In summary, in the present study, treatment with 1 mg/ml and 2 mg/ml OLE caused cytotoxicity in U-138MG and U-87MG cells. These doses are similar to the defined doses of OLE in T98G cells in our previous study [18]. Although OLE causes cell death via both apoptosis and necrosis, we demonstrated in our previous study that the cytotoxic activity of OLE is negligible in normal cells [18]. In addition, when we evaluate the effect of OLE on the regulation of miRNAs in GSCs, we found the effect of 2 mg/ml OLE alone to be very similar to the effect of 450 µM TMZ. Furthermore, although the magnitude of the changes differ depending on the MGMT status and/or other mechanisms, we found that using OLE in combination with TMZ raised the rate of inhibition of cell proliferation in GBM and increased the expression levels of miR-153, miR-137 and miR-145 in GSCs compared to cells treated with only TMZ. Therefore, taking all the data together, we believe that OLE may synergistically affect the activity of TMZ with less cytotoxic activity in non-tumor cells. On the other hand, to a better understanding of the anti-carcinogenic activity of OLE, evaluation of the effects of the active compounds in OLE on GBM tumors are required. Furthermore, based on the current results in GBM cell lines, MGMT methylation status is a factor that impacts the effectiveness of the OLE and TMZ combination. However, also based on our results, the mechanism of action of OLE-TMZ and the relationship between drug resistances in individual GSCs is an open avenue for future investigation.

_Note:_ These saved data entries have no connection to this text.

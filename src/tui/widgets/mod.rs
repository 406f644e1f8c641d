// TUI widget modules for each dashboard panel.

pub mod banner;
pub mod grid;
pub mod status_bar;
pub mod streaks;
pub mod summary;
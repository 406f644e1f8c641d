// Tile tracker entry point.
//
// Startup sequence:
// 1. Initialize tracing (log to file, not terminal)
// 2. Load config
// 3. Create mpsc channels
// 4. Spawn app logic task (which owns the WebSocket session)
// 5. Run the TUI event loop until the user quits
// 6. Cleanup on exit

use tiletrack::app;
use tiletrack::config;
use tiletrack::tui;

use anyhow::Context;
use tokio::sync::mpsc;
use tracing::{error, info};

#[tokio::main]
async fn main() -> anyhow::Result<()> {
    // 1. Initialize tracing (log to file, not terminal)
    init_tracing()?;
    info!("Tile tracker starting up");

    // 2. Load config
    let config = config::load_config().context("failed to load configuration")?;
    info!(
        "Config loaded: api={}, backoff {}ms x{} capped at {}ms",
        config.api.base_url, config.backoff.base_ms, config.backoff.factor, config.backoff.ceiling_ms
    );

    // 3. Create mpsc channels
    let (ws_tx, ws_rx) = mpsc::channel(256);
    let (annot_tx, annot_rx) = mpsc::channel(64);
    let (cmd_tx, cmd_rx) = mpsc::channel(64);
    let (ui_tx, ui_rx) = mpsc::channel(256);

    let app_state = app::AppState::new(config, ws_tx, annot_tx);

    // 4. Spawn app logic task. It dials the feed itself and reconnects
    // on its own; nothing else needs to manage the socket.
    let app_handle = tokio::spawn(async move {
        if let Err(e) = app::run(ws_rx, annot_rx, cmd_rx, ui_tx, app_state).await {
            error!("Application loop error: {}", e);
        }
    });

    // 5. Run the TUI event loop (blocking until user quits)
    if let Err(e) = tui::run(ui_rx, cmd_tx).await {
        error!("TUI error: {}", e);
    }

    // 6. Cleanup: wait for app task to finish (with timeout)
    let _ = tokio::time::timeout(std::time::Duration::from_secs(5), async {
        let _ = app_handle.await;
    })
    .await;

    info!("Tile tracker shut down cleanly");
    Ok(())
}

/// Initialize tracing to log to a file (not the terminal, which is used by the TUI).
fn init_tracing() -> anyhow::Result<()> {
    use tracing_subscriber::fmt;
    use tracing_subscriber::EnvFilter;

    let log_dir = std::env::current_dir()?.join("logs");
    std::fs::create_dir_all(&log_dir)?;

    let log_file = std::fs::File::create(log_dir.join("tiletrack.log"))?;

    let subscriber = fmt::Subscriber::builder()
        .with_env_filter(
            EnvFilter::try_from_default_env()
                .unwrap_or_else(|_| EnvFilter::new("tiletrack=info,warn")),
        )
        .with_writer(log_file)
        .with_ansi(false)
        .with_target(true)
        .with_thread_ids(true)
        .with_line_number(true)
        .finish();

    tracing::subscriber::set_global_default(subscriber)
        .context("failed to set tracing subscriber")?;

    Ok(())
}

In conclusion, to the best of our knowledge, our data are the first to demonstrate that OLE causes cell death in GBM cells with different responses to TMZ and that this effect is synergistically increased in combination with TMZ. In addition, although we determined how OLE altered miRNAs in GBM cells in a previous study, the current study uniquely demonstrates the effect of OLE on changes to these miRNAs in GSCs. Our findings are also the first to indicate that OLE may interfere with the pluripotency of GSCs by modulating miRNA expression. Further studies and validation are needed, but we suggest that OLE may be a strong candidate for studies of therapeutic cancer drugs.

Acknowledgements

This study was supported by a grant from the Scientific Research Projects Foundation (BAP) of the Uludag University of Turkey [Project No. OUAP (T)-2012/17].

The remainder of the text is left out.